05 December 2022 à 11:49

An ambitious and gripping documentary on hunt for Nefertiti's tomb

Nefertiti, Raiders of the Lost Tomb, a documenatry produced and distributed by the INA, for French broadcast on RMC Story, sheds new light on this mythical figure of ancient Egypt, and aims to arouse the curiosity of audiences around the world.

Enora Contant, the program's producer for the INA, and Elsa Lonne-Smith, head of international development, explain the importance of pre-sales for the development of a project of this scale and their working method, integrating international considerations right from the writing stage.

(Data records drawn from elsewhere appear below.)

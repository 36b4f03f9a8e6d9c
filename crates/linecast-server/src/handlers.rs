//! Connection handlers for the linecast server.
//!
//! One supervisor task runs per accepted connection. It reads decoded events,
//! spawns a task per event to apply it to the registry, and on the way out
//! closes the transport, waits for those tasks, and removes the connection
//! from every topic.

use crate::config::Config;
use crate::metrics::{self, ConnectionMetricsGuard};
use anyhow::{Context, Result};
use linecast_core::{ConnectionId, Registry, SharedSink};
use linecast_protocol::Event;
use linecast_transport::{Connection, TcpTransport, Transport};
use std::fmt;
use std::sync::Arc;
use tokio::task::{JoinError, JoinSet};
use tracing::{debug, error, info, trace, warn};

/// Lifecycle of a supervised connection.
#[derive(Debug, Clone, Copy, PartialEq, Eq)]
pub enum SessionState {
    Open,
    Reading,
    Closing,
    Closed,
}

impl fmt::Display for SessionState {
    fn fmt(&self, f: &mut fmt::Formatter<'_>) -> fmt::Result {
        let name = match self {
            SessionState::Open => "open",
            SessionState::Reading => "reading",
            SessionState::Closing => "closing",
            SessionState::Closed => "closed",
        };
        f.write_str(name)
    }
}

/// What happened over the lifetime of one connection.
#[derive(Debug, Clone)]
pub struct SessionSummary {
    pub connection_id: ConnectionId,
    pub state: SessionState,
    /// Events handed to the registry.
    pub dispatched: usize,
    /// Lines rejected as malformed.
    pub rejected: usize,
    /// Topics the connection was still a member of at disconnect.
    pub topics_left: usize,
}

impl SessionSummary {
    fn new(connection_id: ConnectionId) -> Self {
        Self {
            connection_id,
            state: SessionState::Open,
            dispatched: 0,
            rejected: 0,
            topics_left: 0,
        }
    }

    fn transition(&mut self, next: SessionState) {
        trace!(connection = %self.connection_id, from = %self.state, to = %next, "Session state");
        self.state = next;
    }
}

/// Run the TCP server until the process exits.
///
/// # Errors
///
/// Returns an error if the listening socket cannot be bound.
pub async fn run_server(config: Config) -> Result<()> {
    if config.metrics.enabled {
        if let Err(e) = metrics::start_metrics_server(config.metrics.port) {
            error!("Failed to start metrics server: {}", e);
        }
    }

    let tcp_config = config.tcp_config()?;
    let addr = tcp_config.bind_addr;
    let transport = TcpTransport::new(tcp_config)
        .await
        .with_context(|| format!("Failed to listen on {}", addr))?;

    info!("linecast server listening on {}", addr);

    let registry = Arc::new(Registry::new());
    serve(transport, registry).await;

    Ok(())
}

/// Accept connections forever, supervising each on its own task.
pub async fn serve(transport: impl Transport, registry: Arc<Registry>) {
    loop {
        match transport.accept().await {
            Ok(conn) => {
                let peer = conn.remote_addr().unwrap_or_else(|| "unknown".to_string());
                info!(connection = %conn.id(), peer = %peer, "Client connected");
                tokio::spawn(supervise(conn, Arc::clone(&registry)));
            }
            Err(e) => {
                warn!(transport = transport.name(), error = %e, "Error accepting connection");
            }
        }
    }
}

/// Drive one connection from accept to cleanup.
///
/// Malformed lines are logged and skipped. Any other read outcome (end of
/// stream or transport error) ends the loop. The connection is then closed,
/// every event task it spawned is awaited, and only then is the connection
/// removed from every topic, so no late subscribe can outlive the cleanup.
/// Both steps run exactly once.
pub async fn supervise(mut conn: Box<dyn Connection>, registry: Arc<Registry>) -> SessionSummary {
    let _metrics_guard = ConnectionMetricsGuard::new();

    let connection_id = conn.id().clone();
    let sink = conn.sink();
    let mut session = SessionSummary::new(connection_id.clone());
    let mut in_flight = JoinSet::new();

    session.transition(SessionState::Reading);
    loop {
        while let Some(done) = in_flight.try_join_next() {
            log_dispatch_failure(&connection_id, done);
        }

        match conn.recv().await {
            Ok(Some(event)) => {
                trace!(
                    connection = %connection_id,
                    kind = %event.event_type(),
                    topic = event.topic(),
                    "Received"
                );
                metrics::record_event(event.event_type());
                session.dispatched += 1;
                in_flight.spawn(dispatch(
                    Arc::clone(&registry),
                    event,
                    connection_id.clone(),
                    Arc::clone(&sink),
                ));
            }
            Ok(None) => {
                debug!(connection = %connection_id, "Stream ended");
                break;
            }
            Err(e) if e.is_recoverable() => {
                warn!(connection = %connection_id, error = %e, "Rejected malformed message");
                metrics::record_decode_error();
                session.rejected += 1;
            }
            Err(e) => {
                warn!(connection = %connection_id, error = %e, "Connection read failed");
                break;
            }
        }
    }

    session.transition(SessionState::Closing);
    if let Err(e) = conn.close().await {
        debug!(connection = %connection_id, error = %e, "Error closing connection");
    }
    while let Some(done) = in_flight.join_next().await {
        log_dispatch_failure(&connection_id, done);
    }
    session.topics_left = registry.disconnect(&connection_id);
    metrics::set_active_topics(registry.stats().topic_count);
    session.transition(SessionState::Closed);

    info!(
        connection = %connection_id,
        dispatched = session.dispatched,
        rejected = session.rejected,
        topics = session.topics_left,
        "Client disconnected"
    );

    session
}

/// Apply one event to the registry.
async fn dispatch(registry: Arc<Registry>, event: Event, from: ConnectionId, sink: SharedSink) {
    if let Some(report) = registry.dispatch(event, &from, &sink).await {
        metrics::record_broadcast(&report);
    }
    metrics::set_active_topics(registry.stats().topic_count);
}

fn log_dispatch_failure(connection_id: &ConnectionId, done: Result<(), JoinError>) {
    if let Err(e) = done {
        error!(connection = %connection_id, error = %e, "Event task failed");
    }
}

#[cfg(test)]
mod tests {
    use super::*;
    use async_trait::async_trait;
    use linecast_core::ChannelSink;
    use linecast_protocol::codec;
    use linecast_transport::TransportError;
    use std::sync::atomic::{AtomicUsize, Ordering};
    use std::time::Duration;
    use tokio::io::{AsyncBufReadExt, AsyncWriteExt, BufReader};
    use tokio::net::TcpStream;
    use tokio::sync::mpsc;

    /// In-memory connection fed from a channel.
    struct MockConnection {
        id: ConnectionId,
        inbound: mpsc::UnboundedReceiver<Result<Event, TransportError>>,
        sink: SharedSink,
        closes: Arc<AtomicUsize>,
    }

    #[async_trait]
    impl Connection for MockConnection {
        fn id(&self) -> &ConnectionId {
            &self.id
        }

        async fn recv(&mut self) -> Result<Option<Event>, TransportError> {
            match self.inbound.recv().await {
                Some(Ok(event)) => Ok(Some(event)),
                Some(Err(e)) => Err(e),
                None => Ok(None),
            }
        }

        fn sink(&self) -> SharedSink {
            Arc::clone(&self.sink)
        }

        async fn close(&mut self) -> Result<(), TransportError> {
            self.closes.fetch_add(1, Ordering::SeqCst);
            Ok(())
        }

        fn is_open(&self) -> bool {
            self.closes.load(Ordering::SeqCst) == 0
        }
    }

    fn mock(
        id: &str,
    ) -> (
        Box<dyn Connection>,
        mpsc::UnboundedSender<Result<Event, TransportError>>,
        Arc<AtomicUsize>,
    ) {
        let (tx, inbound) = mpsc::unbounded_channel();
        let (sink, _) = ChannelSink::shared();
        let closes = Arc::new(AtomicUsize::new(0));
        let conn = MockConnection {
            id: ConnectionId::new(id),
            inbound,
            sink,
            closes: Arc::clone(&closes),
        };
        (Box::new(conn), tx, closes)
    }

    async fn eventually(mut check: impl FnMut() -> bool) {
        for _ in 0..400 {
            if check() {
                return;
            }
            tokio::time::sleep(Duration::from_millis(5)).await;
        }
        panic!("condition not reached in time");
    }

    #[tokio::test]
    async fn test_malformed_input_keeps_session_open() {
        let registry = Arc::new(Registry::new());
        let (conn, tx, closes) = mock("c1");
        let handle = tokio::spawn(supervise(conn, Arc::clone(&registry)));

        let malformed = codec::decode_line(b"{not json").unwrap_err();
        tx.send(Err(malformed.into())).unwrap();
        tx.send(Ok(Event::subscribe("a"))).unwrap();
        tx.send(Ok(Event::subscribe("b"))).unwrap();

        let id = ConnectionId::new("c1");
        eventually(|| registry.contains("a", &id) && registry.contains("b", &id)).await;
        assert_eq!(closes.load(Ordering::SeqCst), 0);

        drop(tx);
        let summary = handle.await.unwrap();
        assert_eq!(summary.state, SessionState::Closed);
        assert_eq!(summary.dispatched, 2);
        assert_eq!(summary.rejected, 1);
        assert_eq!(summary.topics_left, 2);
        assert_eq!(closes.load(Ordering::SeqCst), 1);
        assert!(!registry.topic_exists("a"));
        assert!(!registry.topic_exists("b"));
    }

    #[tokio::test]
    async fn test_read_failure_triggers_cleanup() {
        let registry = Arc::new(Registry::new());
        let (other_sink, _rx) = ChannelSink::shared();
        registry.subscribe("shared", ConnectionId::new("other"), other_sink);

        let (conn, tx, closes) = mock("c1");
        let handle = tokio::spawn(supervise(conn, Arc::clone(&registry)));

        tx.send(Ok(Event::subscribe("shared"))).unwrap();
        let id = ConnectionId::new("c1");
        eventually(|| registry.contains("shared", &id)).await;

        let reset = std::io::Error::new(std::io::ErrorKind::ConnectionReset, "reset");
        tx.send(Err(reset.into())).unwrap();

        let summary = handle.await.unwrap();
        assert_eq!(summary.state, SessionState::Closed);
        assert_eq!(closes.load(Ordering::SeqCst), 1);
        assert!(!registry.contains("shared", &id));
        assert_eq!(registry.subscriber_count("shared"), 1);
    }

    #[tokio::test]
    async fn test_subscribe_before_eof_is_cleaned_up() {
        let registry = Arc::new(Registry::new());
        let (conn, tx, closes) = mock("c1");

        tx.send(Ok(Event::subscribe("late"))).unwrap();
        drop(tx);

        let summary = supervise(conn, Arc::clone(&registry)).await;
        assert_eq!(summary.state, SessionState::Closed);
        assert_eq!(summary.dispatched, 1);
        assert_eq!(summary.topics_left, 1);
        assert_eq!(closes.load(Ordering::SeqCst), 1);

        // Nothing is left behind, even after other tasks get to run.
        tokio::time::sleep(Duration::from_millis(20)).await;
        assert!(!registry.contains("late", &ConnectionId::new("c1")));
        assert!(!registry.topic_exists("late"));
        assert_eq!(
            registry.stats(),
            linecast_core::RegistryStats {
                topic_count: 0,
                total_subscriptions: 0
            }
        );
    }

    #[tokio::test]
    async fn test_end_to_end_over_tcp() {
        let transport = TcpTransport::bind("127.0.0.1:0".parse().unwrap())
            .await
            .unwrap();
        let addr = transport.local_addr().unwrap();
        let registry = Arc::new(Registry::new());
        tokio::spawn(serve(transport, Arc::clone(&registry)));

        let (r1, mut w1) = TcpStream::connect(addr).await.unwrap().into_split();
        let (r2, mut w2) = TcpStream::connect(addr).await.unwrap().into_split();
        let mut lines1 = BufReader::new(r1).lines();
        let mut lines2 = BufReader::new(r2).lines();

        let subscribe = codec::encode_event(&Event::subscribe("news")).unwrap();
        w1.write_all(&subscribe).await.unwrap();
        w2.write_all(&subscribe).await.unwrap();
        eventually(|| registry.subscriber_count("news") == 2).await;

        let broadcast = codec::encode_event(&Event::broadcast("news", "hi")).unwrap();
        w1.write_all(&broadcast).await.unwrap();

        assert_eq!(lines2.next_line().await.unwrap().as_deref(), Some("hi"));
        assert_eq!(lines1.next_line().await.unwrap().as_deref(), Some("hi"));

        // Disconnecting the first client removes it from the topic.
        drop(w1);
        drop(lines1);
        eventually(|| registry.subscriber_count("news") == 1).await;

        let unsubscribe = codec::encode_event(&Event::unsubscribe("news")).unwrap();
        w2.write_all(&unsubscribe).await.unwrap();
        eventually(|| !registry.topic_exists("news")).await;
    }
}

Unifrance: How did you decide to produce this documentary about the mystery that surrounds the greatest queen of Egypt?

Enora ContantEnora ContantEnora Contant: The urge had been there for a long time. In 2015, the British archaeologist Nicholas Reeves identified what he believed to be the traces of two sealed doors in Tutankhamun's tomb. According to him, these doors would lead to the still undiscovered tomb of Nefertiti. This announcement gave rise to a major debate in the scientific community but also to the public's genuine fascination for this subject. Not to mention my own as a producer!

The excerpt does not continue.